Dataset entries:
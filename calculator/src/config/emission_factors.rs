use serde::{Deserialize, Serialize};

use crate::config::constants::*;
use crate::models::breakdown::EmissionLevel;
use crate::models::input::{DietType, RenewableShare, TransportMode};

#[derive(Debug, Clone, PartialEq, Serialize, Deserialize)]
#[serde(default)]
pub struct TransportFactors {
    pub petrol: f64,
    pub diesel: f64,
    pub hybrid: f64,
    pub electric: f64,
    pub none: f64,
    pub public_transport: f64,
    pub flight_speed_kmh: f64,
    pub flight: f64,
}

#[derive(Debug, Clone, PartialEq, Serialize, Deserialize)]
#[serde(default)]
pub struct ElectricityFactors {
    pub grid_intensity: f64,    // kg CO2e per kWh
    pub renewable_none: f64,
    pub renewable_some: f64,
    pub renewable_most: f64,
    pub renewable_all: f64,
}

#[derive(Debug, Clone, PartialEq, Serialize, Deserialize)]
#[serde(default)]
pub struct DietEmissions {
    pub vegetarian: f64,
    pub meat_light: f64,
    pub meat_medium: f64,
    pub meat_heavy: f64,
}

/// Every coefficient the estimator uses. Defaults are calibrated for Kenya.
#[derive(Debug, Clone, PartialEq, Serialize, Deserialize)]
#[serde(default)]
pub struct EmissionFactors {
    pub weeks_per_year: f64,
    pub months_per_year: f64,
    pub transport: TransportFactors,
    pub electricity: ElectricityFactors,
    pub diet: DietEmissions,
    pub waste: f64,             // kg CO2e per kg waste
}

impl Default for TransportFactors {
    fn default() -> Self {
        Self {
            petrol: PETROL_CAR_FACTOR,
            diesel: DIESEL_CAR_FACTOR,
            hybrid: HYBRID_CAR_FACTOR,
            electric: ELECTRIC_CAR_FACTOR,
            none: NO_CAR_FACTOR,
            public_transport: PUBLIC_TRANSPORT_FACTOR,
            flight_speed_kmh: FLIGHT_AVERAGE_SPEED_KMH,
            flight: FLIGHT_FACTOR,
        }
    }
}

impl Default for ElectricityFactors {
    fn default() -> Self {
        Self {
            grid_intensity: GRID_INTENSITY_KG_PER_KWH,
            renewable_none: RENEWABLE_NONE_FACTOR,
            renewable_some: RENEWABLE_SOME_FACTOR,
            renewable_most: RENEWABLE_MOST_FACTOR,
            renewable_all: RENEWABLE_ALL_FACTOR,
        }
    }
}

impl Default for DietEmissions {
    fn default() -> Self {
        Self {
            vegetarian: VEGETARIAN_DIET_EMISSIONS,
            meat_light: MEAT_LIGHT_DIET_EMISSIONS,
            meat_medium: MEAT_MEDIUM_DIET_EMISSIONS,
            meat_heavy: MEAT_HEAVY_DIET_EMISSIONS,
        }
    }
}

impl Default for EmissionFactors {
    fn default() -> Self {
        Self {
            weeks_per_year: WEEKS_PER_YEAR,
            months_per_year: MONTHS_PER_YEAR,
            transport: TransportFactors::default(),
            electricity: ElectricityFactors::default(),
            diet: DietEmissions::default(),
            waste: WASTE_FACTOR,
        }
    }
}

impl EmissionFactors {
    /// Every coefficient by its config path, for validation.
    pub fn named_values(&self) -> Vec<(&'static str, f64)> {
        let t = &self.transport;
        let e = &self.electricity;
        let d = &self.diet;
        vec![
            ("weeks_per_year", self.weeks_per_year),
            ("months_per_year", self.months_per_year),
            ("transport.petrol", t.petrol),
            ("transport.diesel", t.diesel),
            ("transport.hybrid", t.hybrid),
            ("transport.electric", t.electric),
            ("transport.none", t.none),
            ("transport.public_transport", t.public_transport),
            ("transport.flight_speed_kmh", t.flight_speed_kmh),
            ("transport.flight", t.flight),
            ("electricity.grid_intensity", e.grid_intensity),
            ("electricity.renewable_none", e.renewable_none),
            ("electricity.renewable_some", e.renewable_some),
            ("electricity.renewable_most", e.renewable_most),
            ("electricity.renewable_all", e.renewable_all),
            ("diet.vegetarian", d.vegetarian),
            ("diet.meat_light", d.meat_light),
            ("diet.meat_medium", d.meat_medium),
            ("diet.meat_heavy", d.meat_heavy),
            ("waste", self.waste),
        ]
    }

    pub fn car_factor(&self, mode: TransportMode) -> f64 {
        match mode {
            TransportMode::Petrol => self.transport.petrol,
            TransportMode::Diesel => self.transport.diesel,
            TransportMode::Hybrid => self.transport.hybrid,
            TransportMode::Electric => self.transport.electric,
            TransportMode::None => self.transport.none,
        }
    }

    pub fn renewable_factor(&self, share: RenewableShare) -> f64 {
        match share {
            RenewableShare::None => self.electricity.renewable_none,
            RenewableShare::Some => self.electricity.renewable_some,
            RenewableShare::Most => self.electricity.renewable_most,
            RenewableShare::All => self.electricity.renewable_all,
        }
    }

    pub fn diet_emissions(&self, diet: DietType) -> f64 {
        match diet {
            DietType::Vegetarian => self.diet.vegetarian,
            DietType::MeatLight => self.diet.meat_light,
            DietType::MeatMedium => self.diet.meat_medium,
            DietType::MeatHeavy => self.diet.meat_heavy,
        }
    }
}

/// Upper bounds (exclusive) of the per-capita emission levels.
#[derive(Debug, Clone, PartialEq, Serialize, Deserialize)]
#[serde(default)]
pub struct LevelThresholds {
    pub low: f64,
    pub moderate: f64,
    pub high: f64,
}

impl Default for LevelThresholds {
    fn default() -> Self {
        Self {
            low: LOW_EMISSION_LIMIT,
            moderate: MODERATE_EMISSION_LIMIT,
            high: HIGH_EMISSION_LIMIT,
        }
    }
}

impl LevelThresholds {
    pub fn classify(&self, per_capita: f64) -> EmissionLevel {
        if per_capita < self.low {
            EmissionLevel::Low
        } else if per_capita < self.moderate {
            EmissionLevel::Moderate
        } else if per_capita < self.high {
            EmissionLevel::High
        } else {
            EmissionLevel::VeryHigh
        }
    }
}

#[derive(Debug, Clone, PartialEq, Serialize, Deserialize)]
#[serde(default)]
pub struct SuggestionThresholds {
    pub transport: f64,
    pub electricity: f64,
    pub diet: f64,
}

impl Default for SuggestionThresholds {
    fn default() -> Self {
        Self {
            transport: TRANSPORT_SUGGESTION_THRESHOLD,
            electricity: ELECTRICITY_SUGGESTION_THRESHOLD,
            diet: DIET_SUGGESTION_THRESHOLD,
        }
    }
}
use serde::{Deserialize, Serialize};
use std::collections::HashMap;
use std::fmt;
use std::str::FromStr;
use tracing::debug;

use crate::config::constants::DEFAULT_HOUSEHOLD_SIZE;

// Form field names used at the UI boundary
pub const FIELD_CAR_TYPE: &str = "car_type";
pub const FIELD_CAR_KM: &str = "car_km";
pub const FIELD_PUBLIC_TRANSPORT_KM: &str = "public_transport_km";
pub const FIELD_FLIGHT_HOURS: &str = "flight_hours";
pub const FIELD_ELECTRICITY_KWH: &str = "electricity_kwh";
pub const FIELD_RENEWABLE_ENERGY: &str = "renewable_energy";
pub const FIELD_DIET_TYPE: &str = "diet_type";
pub const FIELD_WASTE_KG: &str = "waste_kg";
pub const FIELD_HOUSEHOLD_SIZE: &str = "household_size";

#[derive(Debug, Clone, Copy, Serialize, Deserialize, PartialEq, Eq, Hash, Default)]
#[serde(rename_all = "snake_case")]
pub enum TransportMode {
    Petrol,
    Diesel,
    Hybrid,
    Electric,
    #[default]
    None,           // No car, also the fallback for unknown values
}

impl FromStr for TransportMode {
    type Err = String;

    fn from_str(s: &str) -> Result<Self, Self::Err> {
        match s.trim().to_lowercase().as_str() {
            "petrol" => Ok(TransportMode::Petrol),
            "diesel" => Ok(TransportMode::Diesel),
            "hybrid" => Ok(TransportMode::Hybrid),
            "electric" => Ok(TransportMode::Electric),
            "none" => Ok(TransportMode::None),
            _ => Err(format!("Unknown transport mode: {}", s)),
        }
    }
}

impl fmt::Display for TransportMode {
    fn fmt(&self, f: &mut fmt::Formatter<'_>) -> fmt::Result {
        match self {
            TransportMode::Petrol => write!(f, "petrol"),
            TransportMode::Diesel => write!(f, "diesel"),
            TransportMode::Hybrid => write!(f, "hybrid"),
            TransportMode::Electric => write!(f, "electric"),
            TransportMode::None => write!(f, "none"),
        }
    }
}

#[derive(Debug, Clone, Copy, Serialize, Deserialize, PartialEq, Eq, Hash, Default)]
#[serde(rename_all = "snake_case")]
pub enum RenewableShare {
    #[default]
    None,
    Some,
    Most,
    All,
}

impl FromStr for RenewableShare {
    type Err = String;

    fn from_str(s: &str) -> Result<Self, Self::Err> {
        match s.trim().to_lowercase().as_str() {
            "none" => Ok(RenewableShare::None),
            "some" => Ok(RenewableShare::Some),
            "most" => Ok(RenewableShare::Most),
            "all" => Ok(RenewableShare::All),
            _ => Err(format!("Unknown renewable share: {}", s)),
        }
    }
}

impl fmt::Display for RenewableShare {
    fn fmt(&self, f: &mut fmt::Formatter<'_>) -> fmt::Result {
        match self {
            RenewableShare::None => write!(f, "none"),
            RenewableShare::Some => write!(f, "some"),
            RenewableShare::Most => write!(f, "most"),
            RenewableShare::All => write!(f, "all"),
        }
    }
}

#[derive(Debug, Clone, Copy, Serialize, Deserialize, PartialEq, Eq, Hash, Default)]
#[serde(rename_all = "snake_case")]
pub enum DietType {
    Vegetarian,
    MeatLight,      // Meat 1-2 times a week
    #[default]
    MeatMedium,     // Meat 3-5 times a week
    MeatHeavy,      // Meat daily
}

impl FromStr for DietType {
    type Err = String;

    fn from_str(s: &str) -> Result<Self, Self::Err> {
        match s.trim().to_lowercase().as_str() {
            "vegetarian" => Ok(DietType::Vegetarian),
            "meat_light" => Ok(DietType::MeatLight),
            "meat_medium" => Ok(DietType::MeatMedium),
            "meat_heavy" => Ok(DietType::MeatHeavy),
            _ => Err(format!("Unknown diet type: {}", s)),
        }
    }
}

impl fmt::Display for DietType {
    fn fmt(&self, f: &mut fmt::Formatter<'_>) -> fmt::Result {
        match self {
            DietType::Vegetarian => write!(f, "vegetarian"),
            DietType::MeatLight => write!(f, "meat_light"),
            DietType::MeatMedium => write!(f, "meat_medium"),
            DietType::MeatHeavy => write!(f, "meat_heavy"),
        }
    }
}

/// Household inputs for one footprint calculation.
///
/// Built once at the UI boundary, usually through [`EmissionInput::from_form`],
/// so the estimator never sees raw form strings.
#[derive(Debug, Clone, PartialEq, Serialize, Deserialize)]
pub struct EmissionInput {
    pub transport_mode: TransportMode,
    pub car_km_per_week: f64,
    pub public_transport_km_per_week: f64,
    pub flight_hours_per_year: f64,
    pub electricity_kwh_per_month: f64,
    pub renewable_share: RenewableShare,
    pub diet_type: DietType,
    pub waste_kg_per_week: f64,
    pub household_size: u32,
}

impl Default for EmissionInput {
    fn default() -> Self {
        Self {
            transport_mode: TransportMode::default(),
            car_km_per_week: 0.0,
            public_transport_km_per_week: 0.0,
            flight_hours_per_year: 0.0,
            electricity_kwh_per_month: 0.0,
            renewable_share: RenewableShare::default(),
            diet_type: DietType::default(),
            waste_kg_per_week: 0.0,
            household_size: DEFAULT_HOUSEHOLD_SIZE,
        }
    }
}

impl EmissionInput {
    /// Builds an input from flat form values. Never fails: missing or
    /// malformed numbers become 0, unknown choices fall back to their
    /// default variant and the household size falls back to 1.
    pub fn from_form(form: &HashMap<String, String>) -> Self {
        let field = |name: &str| form.get(name).map(String::as_str);

        Self {
            transport_mode: parse_choice(field(FIELD_CAR_TYPE)),
            car_km_per_week: parse_amount(field(FIELD_CAR_KM)),
            public_transport_km_per_week: parse_amount(field(FIELD_PUBLIC_TRANSPORT_KM)),
            flight_hours_per_year: parse_amount(field(FIELD_FLIGHT_HOURS)),
            electricity_kwh_per_month: parse_amount(field(FIELD_ELECTRICITY_KWH)),
            renewable_share: parse_choice(field(FIELD_RENEWABLE_ENERGY)),
            diet_type: parse_choice(field(FIELD_DIET_TYPE)),
            waste_kg_per_week: parse_amount(field(FIELD_WASTE_KG)),
            household_size: parse_household_size(field(FIELD_HOUSEHOLD_SIZE)),
        }
    }

    /// Household size with the division guard applied.
    pub fn household_divisor(&self) -> f64 {
        self.household_size.max(1) as f64
    }
}

/// Parses a non-negative amount, treating anything unusable as 0.
pub fn parse_amount(raw: Option<&str>) -> f64 {
    let Some(raw) = raw else {
        return 0.0;
    };

    match raw.trim().parse::<f64>() {
        Ok(value) if value.is_finite() && value > 0.0 => value,
        Ok(value) if value.is_finite() => 0.0,
        _ => {
            debug!(value = raw, "Unparseable amount, using 0");
            0.0
        }
    }
}

/// Parses the household size; whole part of the number, at least 1.
pub fn parse_household_size(raw: Option<&str>) -> u32 {
    let Some(raw) = raw.map(str::trim) else {
        return DEFAULT_HOUSEHOLD_SIZE;
    };

    let parsed = raw
        .parse::<i64>()
        .ok()
        .or_else(|| {
            raw.parse::<f64>()
                .ok()
                .filter(|v| v.is_finite())
                .map(|v| v.trunc() as i64)
        });

    match parsed {
        Some(size) if size >= 1 => u32::try_from(size).unwrap_or(u32::MAX),
        _ => DEFAULT_HOUSEHOLD_SIZE,
    }
}

fn parse_choice<T>(raw: Option<&str>) -> T
where
    T: FromStr<Err = String> + Default,
{
    match raw {
        Some(value) => value.parse().unwrap_or_else(|e: String| {
            debug!("{}, using default", e);
            T::default()
        }),
        None => T::default(),
    }
}

#[cfg(test)]
mod tests {
    use super::*;

    fn form(pairs: &[(&str, &str)]) -> HashMap<String, String> {
        pairs
            .iter()
            .map(|(k, v)| (k.to_string(), v.to_string()))
            .collect()
    }

    #[test]
    fn empty_form_uses_defaults() {
        let input = EmissionInput::from_form(&HashMap::new());
        assert_eq!(input, EmissionInput::default());
        assert_eq!(input.household_size, 1);
        assert_eq!(input.diet_type, DietType::MeatMedium);
        assert_eq!(input.renewable_share, RenewableShare::None);
        assert_eq!(input.transport_mode, TransportMode::None);
    }

    #[test]
    fn parses_full_form() {
        let input = EmissionInput::from_form(&form(&[
            ("car_type", "Diesel"),
            ("car_km", "120.5"),
            ("public_transport_km", " 40 "),
            ("flight_hours", "6"),
            ("electricity_kwh", "250"),
            ("renewable_energy", "most"),
            ("diet_type", "vegetarian"),
            ("waste_kg", "7"),
            ("household_size", "4"),
        ]));

        assert_eq!(input.transport_mode, TransportMode::Diesel);
        assert_eq!(input.car_km_per_week, 120.5);
        assert_eq!(input.public_transport_km_per_week, 40.0);
        assert_eq!(input.flight_hours_per_year, 6.0);
        assert_eq!(input.electricity_kwh_per_month, 250.0);
        assert_eq!(input.renewable_share, RenewableShare::Most);
        assert_eq!(input.diet_type, DietType::Vegetarian);
        assert_eq!(input.waste_kg_per_week, 7.0);
        assert_eq!(input.household_size, 4);
    }

    #[test]
    fn malformed_amounts_become_zero() {
        assert_eq!(parse_amount(Some("abc")), 0.0);
        assert_eq!(parse_amount(Some("")), 0.0);
        assert_eq!(parse_amount(Some("NaN")), 0.0);
        assert_eq!(parse_amount(Some("inf")), 0.0);
        assert_eq!(parse_amount(Some("-12")), 0.0);
        assert_eq!(parse_amount(None), 0.0);
        assert_eq!(parse_amount(Some("3.25")), 3.25);
    }

    #[test]
    fn household_size_is_never_zero() {
        assert_eq!(parse_household_size(None), 1);
        assert_eq!(parse_household_size(Some("0")), 1);
        assert_eq!(parse_household_size(Some("-3")), 1);
        assert_eq!(parse_household_size(Some("many")), 1);
        assert_eq!(parse_household_size(Some("2.7")), 2);
        assert_eq!(parse_household_size(Some("0.5")), 1);
        assert_eq!(parse_household_size(Some("5")), 5);
    }

    #[test]
    fn unknown_choices_fall_back() {
        let input = EmissionInput::from_form(&form(&[
            ("car_type", "rocket"),
            ("renewable_energy", "half"),
            ("diet_type", "carnivore"),
        ]));
        assert_eq!(input.transport_mode, TransportMode::None);
        assert_eq!(input.renewable_share, RenewableShare::None);
        assert_eq!(input.diet_type, DietType::MeatMedium);
    }

    #[test]
    fn display_matches_form_values() {
        for diet in ["vegetarian", "meat_light", "meat_medium", "meat_heavy"] {
            assert_eq!(diet.parse::<DietType>().unwrap().to_string(), diet);
        }
        assert!("unknown".parse::<RenewableShare>().is_err());
    }
}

**Exercise details**
The word "using" appears on some lines of the data above; count those lines and give only the total.

**Task answer**
2